The above guidance is important in this case because CDC contests a number of the FDIC's factual allegations. CDC disputes the FDIC's claim that it mailed its July 12, 1990 Notice to Creditors (the "Notice"), and suggests that it should not be bound by the FDIC's October 16, 1990 deadline for submitting claims against CNB. See Affidavit of Javier Garcia in Opposition to Summary Judgment Motion ¶ 4 (October 24, 1991) (hereinafter "Garcia Aff."). In addition, CDC alleges that even had it received the Notice, neither it nor any of the FDIC's subsequent letters applied to the Mortgage at issue. Id. ¶¶ 9, 13, 14, 20. Finally, CDC challenges the FDIC's contention that it did not file a claim until December 1990, arguing that its August 31, 1990 and November 6, 1990 letters served as claims based on the Mortgage. See CDC's Memorandum of Law in Opposition to Motion for Summary Judgment at 4. As the discussion below makes clear, while these factual issues may be "material" to the question of whether we have subject matter jurisdiction under FIRREA, they are not sufficiently "genuine" to require resolution by trial. Summary judgment for the FDIC must therefore be entered accordingly.
A. Lack of Subject Matter Jurisdiction Under FIRREA.
As its first basis for summary judgment, the FDIC maintains that this Court lacks subject matter jurisdiction to review plaintiff's claim. Specifically, the FDIC argues that plaintiff has forfeited its right to judicial review by failing to adhere to the mandatory administrative claim procedure set forth in FIRREA's section 1821(d).
Congress enacted FIRREA in 1989 in response to the growing crisis in the financial industry. Its goal, as described in Circle Indus., Division of Nastasi-White, Inc. v. City Federal Savings Bank, 749 F. Supp. 447 (E.D.N.Y.1990), aff'd, 931 F.2d 7 (2d Cir.1991), was to provide "a detailed regulatory framework so as to restore the financial integrity of the thrift industry's deposit insurance fund and to `provide funds from public and private sources to deal expeditiously with failed depository institutions.'" Id. at 451 (citing P.L. 101-73, 103 Stat. 183, § 101[8]). In furtherance of that goal, FIRREA granted the FDIC broad powers in its capacity as receiver to determine claims against the failed institutions, and established a comprehensive administrative claim process, adherence to which is a prerequisite to judicial review of those claims. Since an understanding of that administrative structure is essential to the resolution of the FDIC's motion, its relevant aspects are set forth below.
After the FDIC is appointed receiver of a failed institution, the claims process begins with a directive that the FDIC "promptly publish a notice to ... creditors to present their claims, together with proof, to the receiver" by a specified date no less than 90 days from the date of publication. 12 U.S.C. § 1821(d)(3)(B). In addition to that generalized notice obligation, the Act requires the FDIC to "mail a notice similar to the notice" described above to all known creditors of the institution at their last address appearing on the institution's books. § 1821(d)(3)(C).
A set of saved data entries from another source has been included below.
//! Engine Registry / Router (spec §4.C).
//!
//! A process-wide immutable mapping from engine name to adapter instance,
//! built once at start-up. Unlike `rfdb`'s `DatabaseManager` (which this
//! module is grounded on), there is no runtime create/drop of entries here —
//! the set of available engines is fixed by configuration, never mutated
//! after `EngineRegistry::new` returns.

use std::collections::HashMap;
use std::sync::Arc;

use graph_domain::GraphError;

use crate::contract::{GraphEngine, Operation};

/// Immutable, process-wide map from engine name to adapter.
pub struct EngineRegistry {
    engines: HashMap<String, Arc<dyn GraphEngine>>,
    default_engine: String,
}

impl EngineRegistry {
    /// Build a registry from the adapters that initialized successfully.
    /// Returns an error if `default_engine` does not name one of `engines` —
    /// the start-up sequence must refuse to serve in that state rather than
    /// fail every request with `EngineNotAvailable` forever (spec §9).
    pub fn new(
        engines: Vec<Arc<dyn GraphEngine>>,
        default_engine: impl Into<String>,
    ) -> Result<Self, GraphError> {
        let default_engine = default_engine.into();
        let map: HashMap<String, Arc<dyn GraphEngine>> = engines
            .into_iter()
            .map(|e| (e.name().to_string(), e))
            .collect();

        if !map.contains_key(&default_engine) {
            return Err(GraphError::Invalid(format!(
                "configured default engine '{default_engine}' is not among the registered engines"
            )));
        }

        Ok(Self {
            engines: map,
            default_engine,
        })
    }

    /// Names of every registered engine, sorted for a stable `/api/engines`
    /// response.
    pub fn available(&self) -> Vec<String> {
        let mut names: Vec<String> = self.engines.keys().cloned().collect();
        names.sort();
        names
    }

    pub fn default_engine(&self) -> &str {
        &self.default_engine
    }

    /// Resolve the requested engine name (or the configured default when
    /// `None`) to its adapter. Returns `EngineNotAvailable` when the name is
    /// not registered — adapters absent from configuration never appear
    /// here, per spec §6.
    pub fn resolve(&self, requested: Option<&str>) -> Result<Arc<dyn GraphEngine>, GraphError> {
        let name = requested.unwrap_or(&self.default_engine);
        self.engines
            .get(name)
            .cloned()
            .ok_or_else(|| GraphError::EngineNotAvailable(name.to_string()))
    }

    /// Resolve and additionally assert the adapter supports `operation`,
    /// returning `NotSupported` rather than calling into the adapter when it
    /// doesn't (spec §4.C point 4).
    pub fn resolve_for(
        &self,
        requested: Option<&str>,
        operation: Operation,
    ) -> Result<Arc<dyn GraphEngine>, GraphError> {
        let engine = self.resolve(requested)?;
        if !engine.supports(operation) {
            return Err(GraphError::NotSupported(format!(
                "{:?} is not supported on engine '{}'",
                operation,
                engine.name()
            )));
        }
        Ok(engine)
    }
}

#[cfg(test)]
mod tests {
    use super::*;
    use crate::contract::{CreateGraphParams, ImpactParams};
    use async_trait::async_trait;
    use graph_domain::{DatabaseInfo, GraphPayload, GraphStats, GraphSummary, ImpactResult, QueryResult};

    struct StubEngine {
        name: &'static str,
        supports_raw: bool,
    }

    #[async_trait]
    impl GraphEngine for StubEngine {
        fn name(&self) -> &str {
            self.name
        }

        fn supports(&self, operation: Operation) -> bool {
            match operation {
                Operation::ExecuteRawQuery => self.supports_raw,
                _ => true,
            }
        }

        async fn list_databases(&self) -> graph_domain::Result<Vec<DatabaseInfo>> {
            Ok(vec![])
        }
        async fn list_graphs(&self, _: Option<&str>) -> graph_domain::Result<Vec<GraphSummary>> {
            Ok(vec![])
        }
        async fn get_graph(&self, _: &str, _: Option<&str>) -> graph_domain::Result<GraphPayload> {
            unimplemented!()
        }
        async fn get_graph_stats(&self, _: &str, _: Option<&str>) -> graph_domain::Result<GraphStats> {
            unimplemented!()
        }
        async fn create_graph(&self, _: CreateGraphParams) -> graph_domain::Result<GraphSummary> {
            unimplemented!()
        }
        async fn delete_graph(&self, _: &str, _: Option<&str>) -> graph_domain::Result<()> {
            Ok(())
        }
        async fn get_node_neighbors(
            &self,
            _: &str,
            _: &str,
            _: u32,
            _: Option<&str>,
        ) -> graph_domain::Result<GraphPayload> {
            unimplemented!()
        }
        async fn compute_impact(&self, _: ImpactParams) -> graph_domain::Result<ImpactResult> {
            unimplemented!()
        }
        async fn execute_raw_query(&self, _: &str, _: Option<&str>) -> graph_domain::Result<QueryResult> {
            unimplemented!()
        }
    }

    fn registry() -> EngineRegistry {
        let neo4j = Arc::new(StubEngine {
            name: "neo4j",
            supports_raw: true,
        });
        let postgres = Arc::new(StubEngine {
            name: "postgres",
            supports_raw: true,
        });
        EngineRegistry::new(vec![neo4j, postgres], "neo4j").unwrap()
    }

    #[test]
    fn new_rejects_unknown_default() {
        let neo4j = Arc::new(StubEngine {
            name: "neo4j",
            supports_raw: true,
        });
        let result = EngineRegistry::new(vec![neo4j], "postgres");
        assert!(result.is_err());
    }

    #[test]
    fn resolve_none_uses_default() {
        let reg = registry();
        let engine = reg.resolve(None).unwrap();
        assert_eq!(engine.name(), "neo4j");
    }

    #[test]
    fn resolve_unknown_name_is_not_available() {
        let reg = registry();
        let err = reg.resolve(Some("sqlite")).unwrap_err();
        assert!(matches!(err, GraphError::EngineNotAvailable(_)));
    }

    #[test]
    fn available_is_sorted() {
        let reg = registry();
        assert_eq!(reg.available(), vec!["neo4j".to_string(), "postgres".to_string()]);
    }

    #[test]
    fn resolve_for_rejects_unsupported_operation() {
        let cypher_only = Arc::new(StubEngine {
            name: "neo4j",
            supports_raw: false,
        });
        let reg = EngineRegistry::new(vec![cypher_only], "neo4j").unwrap();
        let err = reg
            .resolve_for(None, Operation::ExecuteRawQuery)
            .unwrap_err();
        assert!(matches!(err, GraphError::NotSupported(_)));
    }
}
Once a claim is submitted with the requisite proof, the FDIC is permitted 180 days *674 to determine whether to allow or disallow it. § 1821(d)(5)(A)(i). Upon disallowance, or in the event that the FDIC fails to make a determination within the 180 day period, claimants have the right to seek either administrative or judicial review in a district court, provided they do so within 60 days of the disallowance or end of the 180 day period. § 1821(d)(6)(A).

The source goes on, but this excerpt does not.